*** Opening of Data for this task ***
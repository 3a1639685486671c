use axum::{
    extract::{Path, State},
    http::StatusCode,
    Json,
};
use std::sync::Arc;
use tracing::{instrument, debug, info, warn};

use super::ensure_valid_ids;
use crate::db::DbPool;
use crate::dto::{CreateRestraintDto, MessageDto, UpdateCoinsPerMinuteDto};
use crate::errors::ApiError;
use crate::extract::JsonBody;
use crate::models::UpgradeSet;
use crate::repo;

/// Handler for creating a new restraint
///
/// This function handles POST requests to `/restraints`. The restraint is
/// appended to the first upgrade set, which is created if none exists yet.
///
/// ### Arguments
///
/// * `pool` - The database connection pool
/// * `payload` - The restraint's fields
///
/// ### Returns
///
/// `201 Created` with the saved upgrade set as JSON
#[instrument(skip(pool, payload), fields(name = %payload.name))]
pub async fn create_restraint_handler(
    // Extract the database pool from the application state
    State(pool): State<Arc<DbPool>>,
    // Extract and deserialize the JSON request body
    JsonBody(payload): JsonBody<CreateRestraintDto>,
) -> Result<(StatusCode, Json<UpgradeSet>), ApiError> {
    info!("Creating new restraint");

    let mut upgrade_set = match repo::get_first_upgrade_set(&pool).map_err(ApiError::Database)? {
        Some(upgrade_set) => upgrade_set,
        None => {
            debug!("No upgrade set exists, starting a new one");
            UpgradeSet::new()
        }
    };

    upgrade_set.push_restraint(payload.into_restraint());

    let saved = repo::save_upgrade_set(&pool, &upgrade_set).await
        .map_err(ApiError::Database)?;

    info!("Upgrade set {} now holds {} restraints", saved.get_id(), saved.restraints().len());

    Ok((StatusCode::CREATED, Json(saved)))
}


/// Handler for listing all upgrade sets
///
/// This function handles GET requests to `/restraints`.
///
/// ### Returns
///
/// Every upgrade set with its restraints as JSON
#[instrument(skip(pool))]
pub async fn list_restraints_handler(
    State(pool): State<Arc<DbPool>>,
) -> Result<Json<Vec<UpgradeSet>>, ApiError> {
    let upgrade_sets = repo::list_upgrade_sets(&pool)
        .map_err(ApiError::Database)?;

    info!("Retrieved {} upgrade sets", upgrade_sets.len());

    Ok(Json(upgrade_sets))
}


/// Handler for adding to a user's coins-per-minute rate
///
/// This function handles PUT requests to `/restraints/coins-per-minute`.
///
/// ### Arguments
///
/// * `pool` - The database connection pool
/// * `payload` - The user ID and the amount to add
///
/// ### Returns
///
/// A confirmation message; the updated user is not returned
#[instrument(skip(pool, payload), fields(user_id = ?payload.user_id, coin_min = ?payload.coin_min))]
pub async fn update_coins_per_minute_handler(
    State(pool): State<Arc<DbPool>>,
    JsonBody(payload): JsonBody<UpdateCoinsPerMinuteDto>,
) -> Result<Json<MessageDto>, ApiError> {
    let (Some(user_id), Some(coin_min)) = (payload.user_id.filter(|id| !id.is_empty()), payload.coin_min) else {
        return Err(ApiError::MissingFields("userId and coinMin are required"));
    };
    let coin_min = coin_min.unwrap_or(0.0);

    let user = repo::get_user(&pool, &user_id)
        .map_err(ApiError::Database)?
        .ok_or(ApiError::NotFound("User not found"))?;

    let coins_per_minute = user.get_coins_per_minute() + coin_min;

    repo::set_coins_per_minute(&pool, &user_id, coins_per_minute).await
        .map_err(ApiError::Database)?;

    info!("Updated coins per minute to {}", coins_per_minute);

    Ok(Json(MessageDto::new("coinsPerMinute updated successfully")))
}


/// Handler for buying the next level of a restraint
///
/// This function handles PUT requests to
/// `/restraints/{upgrade_set_id}/{restraint_id}`.
///
/// The user charged is the owner of the first restraint in the set that has
/// one, which is not necessarily the owner of the restraint being upgraded.
/// The price charged is the restraint's new per-minute rate; the numeric
/// cost only drives the next cost.
///
/// The user and the upgrade set are saved one after the other; a failure
/// saving the upgrade set does not refund the user.
///
/// ### Returns
///
/// The saved upgrade set as JSON
#[instrument(skip(pool), fields(upgrade_set_id = %upgrade_set_id, restraint_id = %restraint_id))]
pub async fn upgrade_restraint_handler(
    State(pool): State<Arc<DbPool>>,
    // Extract the upgrade set ID and restraint ID from the URL path
    Path((upgrade_set_id, restraint_id)): Path<(String, String)>,
) -> Result<Json<UpgradeSet>, ApiError> {
    ensure_valid_ids(&[upgrade_set_id.as_str(), restraint_id.as_str()])?;

    let mut upgrade_set = repo::get_upgrade_set(&pool, &upgrade_set_id)
        .map_err(ApiError::Database)?
        .ok_or(ApiError::NotFound("Upgrade set not found"))?;

    if upgrade_set.restraint(&restraint_id).is_none() {
        return Err(ApiError::NotFound("Restraint item not found"));
    }

    let owner_id = upgrade_set
        .owner_id()
        .map(str::to_string)
        .ok_or(ApiError::NotFound("User ID not found in upgrade set"))?;

    let mut user = repo::get_user(&pool, &owner_id)
        .map_err(ApiError::Database)?
        .ok_or(ApiError::NotFound("User not found"))?;

    let restraint = upgrade_set
        .restraint_mut(&restraint_id)
        .ok_or(ApiError::NotFound("Restraint item not found"))?;

    let quote = restraint.upgrade_quote()?;
    debug!("Upgrade priced at cost {} and rate {}", quote.cost, quote.new_coin_min);

    if !user.can_afford(quote.new_coin_min) {
        warn!("User {} has {} but needs {}", owner_id, user.get_signup_coin(), quote.new_coin_min);
        return Err(ApiError::InsufficientBalance);
    }

    user.debit(quote.new_coin_min);
    restraint.apply_upgrade(&quote);
    let level = restraint.get_level();

    repo::save_user(&pool, &user).await
        .map_err(ApiError::Database)?;

    let saved = repo::save_upgrade_set(&pool, &upgrade_set).await
        .map_err(ApiError::Database)?;

    info!("Upgraded restraint to level {}, charging {}", level, quote.new_coin_min);

    Ok(Json(saved))
}
use crate::db::{DbPool, retry_on_busy};
use crate::models::{Restraint, UpgradeSet, UpgradeSetRecord};
use crate::schema::{restraints, upgrade_sets};
use diesel::prelude::*;
use diesel::sqlite::SqliteConnection;
use anyhow::{Result, anyhow};
use tracing::{instrument, debug, info};

/// Loads the restraints of each record and assembles the documents, in record order
fn assemble(conn: &mut SqliteConnection, records: Vec<UpgradeSetRecord>) -> QueryResult<Vec<UpgradeSet>> {
    let children = Restraint::belonging_to(&records)
        .select(Restraint::as_select())
        .order(restraints::position.asc())
        .load::<Restraint>(conn)?;

    let documents = children
        .grouped_by(&records)
        .into_iter()
        .zip(records)
        .map(|(list, record)| UpgradeSet::from_parts(record, list))
        .collect();

    Ok(documents)
}


/// Retrieves the oldest upgrade set
///
/// Upgrade sets are not unique; callers that treat them as a singleton work
/// with this one.
///
/// ### Returns
///
/// A Result containing an Option with the UpgradeSet, or None if there are none
#[instrument(skip(pool))]
pub fn get_first_upgrade_set(pool: &DbPool) -> Result<Option<UpgradeSet>> {
    debug!("Retrieving first upgrade set");

    let conn = &mut pool.get()?;

    let record = upgrade_sets::table
        .order((upgrade_sets::created_at.asc(), upgrade_sets::id.asc()))
        .select(UpgradeSetRecord::as_select())
        .first::<UpgradeSetRecord>(conn)
        .optional()?;

    let Some(record) = record else {
        debug!("No upgrade set found");
        return Ok(None);
    };

    Ok(assemble(conn, vec![record])?.pop())
}


/// Retrieves an upgrade set with its restraints by ID
///
/// ### Returns
///
/// A Result containing an Option with the UpgradeSet if found, or None if not found
///
/// ### Errors
///
/// Returns an error if:
/// - Unable to get a connection from the pool
/// - The database query fails
#[instrument(skip(pool), fields(upgrade_set_id = %id))]
pub fn get_upgrade_set(pool: &DbPool, id: &str) -> Result<Option<UpgradeSet>> {
    debug!("Retrieving upgrade set");

    let conn = &mut pool.get()?;

    let record = upgrade_sets::table
        .find(id)
        .select(UpgradeSetRecord::as_select())
        .first::<UpgradeSetRecord>(conn)
        .optional()?;

    let Some(record) = record else {
        debug!("Upgrade set not found");
        return Ok(None);
    };

    Ok(assemble(conn, vec![record])?.pop())
}


/// Retrieves every upgrade set with its restraints, oldest first
///
/// ### Errors
///
/// Returns an error if:
/// - Unable to get a connection from the pool
/// - The database query fails
#[instrument(skip(pool))]
pub fn list_upgrade_sets(pool: &DbPool) -> Result<Vec<UpgradeSet>> {
    debug!("Listing all upgrade sets");

    let conn = &mut pool.get()?;

    let records = upgrade_sets::table
        .order((upgrade_sets::created_at.asc(), upgrade_sets::id.asc()))
        .select(UpgradeSetRecord::as_select())
        .load::<UpgradeSetRecord>(conn)?;

    let result = assemble(conn, records)?;

    info!("Retrieved {} upgrade sets", result.len());

    Ok(result)
}


/// Saves an upgrade set document, inserting it if it does not exist yet
///
/// The set row and its full list of restraints are written in one
/// transaction, so the stored list always matches the document.
///
/// ### Returns
///
/// A Result containing the document as stored
///
/// ### Errors
///
/// Returns an error if:
/// - Unable to get a connection from the pool
/// - Any statement of the transaction fails
#[instrument(skip(pool, upgrade_set), fields(upgrade_set_id = %upgrade_set.get_id(), restraints = upgrade_set.restraints().len()))]
pub async fn save_upgrade_set(pool: &DbPool, upgrade_set: &UpgradeSet) -> Result<UpgradeSet> {
    debug!("Saving upgrade set");

    let mut document = upgrade_set.clone();
    document.touch();
    let record = document.record();

    let mut conn = pool.get()?;

    retry_on_busy(|| {
        conn.transaction::<_, diesel::result::Error, _>(|conn| {
            diesel::insert_into(upgrade_sets::table)
                .values(&record)
                .on_conflict(upgrade_sets::id)
                .do_update()
                .set(upgrade_sets::updated_at.eq(record.updated_at))
                .execute(conn)?;

            diesel::delete(restraints::table.filter(restraints::upgrade_set_id.eq(&record.id)))
                .execute(conn)?;

            if !document.restraints().is_empty() {
                diesel::insert_into(restraints::table)
                    .values(document.restraints())
                    .execute(conn)?;
            }

            Ok(())
        })
    })
    .await?;

    drop(conn);

    let saved = get_upgrade_set(pool, &record.id)?
        .ok_or_else(|| anyhow!("Upgrade set with id {} not found after save", record.id))?;

    info!("Saved upgrade set with {} restraints", saved.restraints().len());

    Ok(saved)
}


#[cfg(test)]
mod tests;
*** Close of Data for this task ***
[Brief]
If a line in the entries contains the word "await", copy that line out.

[Expected answer]
    let saved = repo::save_upgrade_set(&pool, &upgrade_set).await
    repo::set_coins_per_minute(&pool, &user_id, coins_per_minute).await
    repo::save_user(&pool, &user).await
    let saved = repo::save_upgrade_set(&pool, &upgrade_set).await
    .await?;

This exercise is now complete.